A moderate number of respondents report that their companies are using generative AI to generate copy (written text). 47% are using it specifically to generate marketing copy, and 56% are using it for other kinds of copy (internal memos and reports, for example). While rumors abound, we’ve seen few reports of people who have actually lost their jobs to AI—but those reports have been almost entirely from copywriters. AI isn’t yet at the point where it can write as well as an experienced human, but if your company needs catalog descriptions for hundreds of items, speed may be more important than brilliant prose. And there are many other applications for machine-generated text: AI is good at summarizing documents. When coupled with a speech-to-text service, it can do a passable job of creating meeting notes or even podcast transcripts. It’s also well suited to writing a quick email.

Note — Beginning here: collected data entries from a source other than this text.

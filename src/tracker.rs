//! Диагностика простоя: сколько времени пул провёл при каждом значении
//! "сейчас простаивает N воркеров". Раз в интервал гистограмма уходит в лог и обнуляется.

use parking_lot::Mutex;
use std::{
    mem,
    time::{Duration, Instant},
};

/// Число корзин гистограммы, значения от `HISTOGRAM_BUCKETS - 1` складываются в последнюю
pub const HISTOGRAM_BUCKETS: usize = 64;

pub const DEFAULT_REPORT_INTERVAL: Duration = Duration::from_secs(10);


#[derive(Debug, Clone, PartialEq)]
pub struct IdleHistogram {
    buckets: Vec<Duration>,
    total: Duration,
}

impl Default for IdleHistogram {
    fn default() -> Self {
        Self {
            buckets: vec![Duration::ZERO; HISTOGRAM_BUCKETS],
            total: Duration::ZERO,
        }
    }
}

impl IdleHistogram {
    #[inline]
    fn bucket(idle: usize) -> usize {
        idle.min(HISTOGRAM_BUCKETS - 1)
    }

    fn add(&mut self, idle: usize, elapsed: Duration) {
        self.buckets[Self::bucket(idle)] += elapsed;
        self.total += elapsed;
    }

    /// Накопленное время при `idle` простаивающих воркерах
    pub fn time_at(&self, idle: usize) -> Duration {
        self.buckets[Self::bucket(idle)]
    }

    pub fn total(&self) -> Duration {
        self.total
    }

    /// Непустые корзины: (число простаивающих, время)
    pub fn iter(&self) -> impl Iterator<Item = (usize, Duration)> + '_ {
        self.buckets
            .iter()
            .copied()
            .enumerate()
            .filter(|(_, time)| !time.is_zero())
    }

    fn report(&self) {
        tracing::info!("idle histogram start");
        for (idle, time) in self.iter() {
            tracing::info!(idle, seconds = time.as_secs_f64(), "idle time");
        }
        tracing::info!(total_seconds = self.total.as_secs_f64(), "idle histogram end");
    }
}


struct TrackerState {
    current: usize,
    changed_at: Instant,
    flushed_at: Instant,
    histogram: IdleHistogram,
}

pub struct IdleTracker {
    state: Mutex<TrackerState>,
    report_interval: Duration,
}

impl Default for IdleTracker {
    fn default() -> Self {
        Self::new(DEFAULT_REPORT_INTERVAL)
    }
}

impl IdleTracker {
    pub fn new(report_interval: Duration) -> Self {
        Self::starting_at(report_interval, Instant::now())
    }

    fn starting_at(report_interval: Duration, now: Instant) -> Self {
        Self {
            state: Mutex::new(TrackerState {
                current: 0,
                changed_at: now,
                flushed_at: now,
                histogram: IdleHistogram::default(),
            }),
            report_interval,
        }
    }

    /// Воркер уходит в простой. Счётчик и гистограмма меняются под одним локом,
    /// поэтому переходы разных воркеров не переставляются. Возвращает новое значение.
    pub fn enter_idle(&self) -> usize {
        self.step(true, Instant::now())
    }

    /// Воркер вышел из простоя, возвращает новое значение счётчика
    pub fn leave_idle(&self) -> usize {
        self.step(false, Instant::now())
    }

    /// Выставить число простаивающих воркеров напрямую
    pub fn on_idle_count_changed(&self, idle: usize) {
        if let Some(histogram) = self.record(idle, Instant::now()) {
            histogram.report();
        }
    }

    /// Текущее число простаивающих воркеров
    pub fn idle(&self) -> usize {
        self.state.lock().current
    }

    /// Копия гистограммы с момента последнего сброса
    pub fn snapshot(&self) -> IdleHistogram {
        self.state.lock().histogram.clone()
    }

    fn step(&self, entering: bool, now: Instant) -> usize {
        let (idle, report) = {
            let mut state = self.state.lock();
            let idle = if entering {
                state.current + 1
            } else {
                state.current.saturating_sub(1)
            };
            (idle, self.apply(&mut state, idle, now))
        };
        if let Some(histogram) = report {
            histogram.report();
        }
        idle
    }

    fn record(&self, idle: usize, now: Instant) -> Option<IdleHistogram> {
        let mut state = self.state.lock();
        self.apply(&mut state, idle, now)
    }

    /// Обновляет состояние и, если пора, забирает гистограмму для лога.
    /// Логирование идёт уже после отпускания лока.
    fn apply(&self, state: &mut TrackerState, idle: usize, now: Instant) -> Option<IdleHistogram> {
        if idle != state.current {
            let elapsed = now.saturating_duration_since(state.changed_at);
            let previous = state.current;
            state.histogram.add(previous, elapsed);
            state.current = idle;
            state.changed_at = now;
        }

        if now.saturating_duration_since(state.flushed_at) >= self.report_interval {
            state.flushed_at = now;
            return Some(mem::take(&mut state.histogram));
        }
        None
    }
}


#[cfg(test)]
mod tests {
    use super::*;
    use std::{sync::Arc, thread};

    const SEC: Duration = Duration::from_secs(1);

    #[test]
    fn time_goes_to_the_previous_value() {
        let t0 = Instant::now();
        let tracker = IdleTracker::starting_at(Duration::from_secs(3600), t0);

        assert!(tracker.record(2, t0 + SEC).is_none());
        assert!(tracker.record(5, t0 + 4 * SEC).is_none());

        let histogram = tracker.snapshot();
        assert_eq!(histogram.time_at(0), SEC);
        assert_eq!(histogram.time_at(2), 3 * SEC);
        assert_eq!(histogram.time_at(5), Duration::ZERO);
        assert_eq!(histogram.total(), 4 * SEC);
    }

    #[test]
    fn repeated_value_does_not_accumulate() {
        let t0 = Instant::now();
        let tracker = IdleTracker::starting_at(Duration::from_secs(3600), t0);

        tracker.record(1, t0 + SEC);
        tracker.record(1, t0 + 2 * SEC);
        tracker.record(1, t0 + 3 * SEC);

        let histogram = tracker.snapshot();
        assert_eq!(histogram.time_at(1), Duration::ZERO);
        assert_eq!(histogram.total(), SEC);

        tracker.record(0, t0 + 5 * SEC);
        assert_eq!(tracker.snapshot().time_at(1), 4 * SEC);
    }

    #[test]
    fn flush_returns_and_resets_histogram() {
        let t0 = Instant::now();
        let tracker = IdleTracker::starting_at(Duration::from_secs(10), t0);

        assert!(tracker.record(3, t0 + 2 * SEC).is_none());

        let flushed = tracker
            .record(4, t0 + 10 * SEC)
            .expect("interval elapsed, histogram must be flushed");
        assert_eq!(flushed.time_at(0), 2 * SEC);
        assert_eq!(flushed.time_at(3), 8 * SEC);
        assert_eq!(flushed.total(), 10 * SEC);
        assert_eq!(flushed.iter().count(), 2);

        assert_eq!(tracker.snapshot(), IdleHistogram::default());

        // следующий сброс не раньше чем через интервал
        assert!(tracker.record(1, t0 + 15 * SEC).is_none());
        assert_eq!(tracker.snapshot().time_at(4), 5 * SEC);
    }

    #[test]
    fn large_idle_counts_share_last_bucket() {
        let t0 = Instant::now();
        let tracker = IdleTracker::starting_at(Duration::from_secs(3600), t0);

        tracker.record(100, t0);
        tracker.record(200, t0 + SEC);
        tracker.record(0, t0 + 3 * SEC);

        let histogram = tracker.snapshot();
        assert_eq!(histogram.time_at(HISTOGRAM_BUCKETS - 1), 3 * SEC);
        assert_eq!(histogram.time_at(500), 3 * SEC);
    }

    #[test]
    fn enter_and_leave_update_count_and_buckets_together() {
        let t0 = Instant::now();
        let tracker = IdleTracker::starting_at(Duration::from_secs(3600), t0);

        assert_eq!(tracker.step(true, t0 + SEC), 1);
        assert_eq!(tracker.step(true, t0 + 2 * SEC), 2);
        assert_eq!(tracker.step(false, t0 + 5 * SEC), 1);
        assert_eq!(tracker.idle(), 1);

        let histogram = tracker.snapshot();
        assert_eq!(histogram.time_at(0), SEC);
        assert_eq!(histogram.time_at(1), SEC);
        assert_eq!(histogram.time_at(2), 3 * SEC);

        // ниже нуля счётчик не уходит
        assert_eq!(tracker.step(false, t0 + 6 * SEC), 0);
        assert_eq!(tracker.step(false, t0 + 7 * SEC), 0);
    }

    #[test]
    fn concurrent_transitions_leave_consistent_count() {
        let tracker = Arc::new(IdleTracker::new(Duration::from_secs(3600)));

        let threads: Vec<_> = (0..8)
            .map(|_| {
                let tracker = tracker.clone();
                thread::spawn(move || {
                    for _ in 0..2_000 {
                        let entered = tracker.enter_idle();
                        assert!((1..=8).contains(&entered));
                        let left = tracker.leave_idle();
                        assert!(left < 8);
                    }
                })
            })
            .collect();
        for t in threads {
            t.join().unwrap();
        }

        // последнее записанное значение совпадает с реальным числом простаивающих
        assert_eq!(tracker.idle(), 0);
    }
}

The applications of generative AI with the fewest users were web design (42% total; 28% experimenting, 14% using) and art (36% total; 25% experimenting, 11% using). This no doubt reflects O’Reilly’s developer-centric audience. However, several other factors are in play. First, there are already a lot of low-code and no-code web design tools, many of which feature AI but aren’t yet using generative AI. Generative AI will face significant entrenched competition in this crowded market. Second, while OpenAI’s GPT-4 announcement last March demoed generating website code from a hand-drawn sketch, that capability wasn’t available until after the survey closed. Third, while roughing out the HTML and JavaScript for a simple website makes a great demo, that isn’t really the problem web designers need to solve. They want a drag-and-drop interface that can be edited on-screen, something that generative AI models don’t yet have. Those applications will be built soon; tldraw is a very early example of what they might be. Design tools suitable for professional use don’t exist yet, but they will appear very soon.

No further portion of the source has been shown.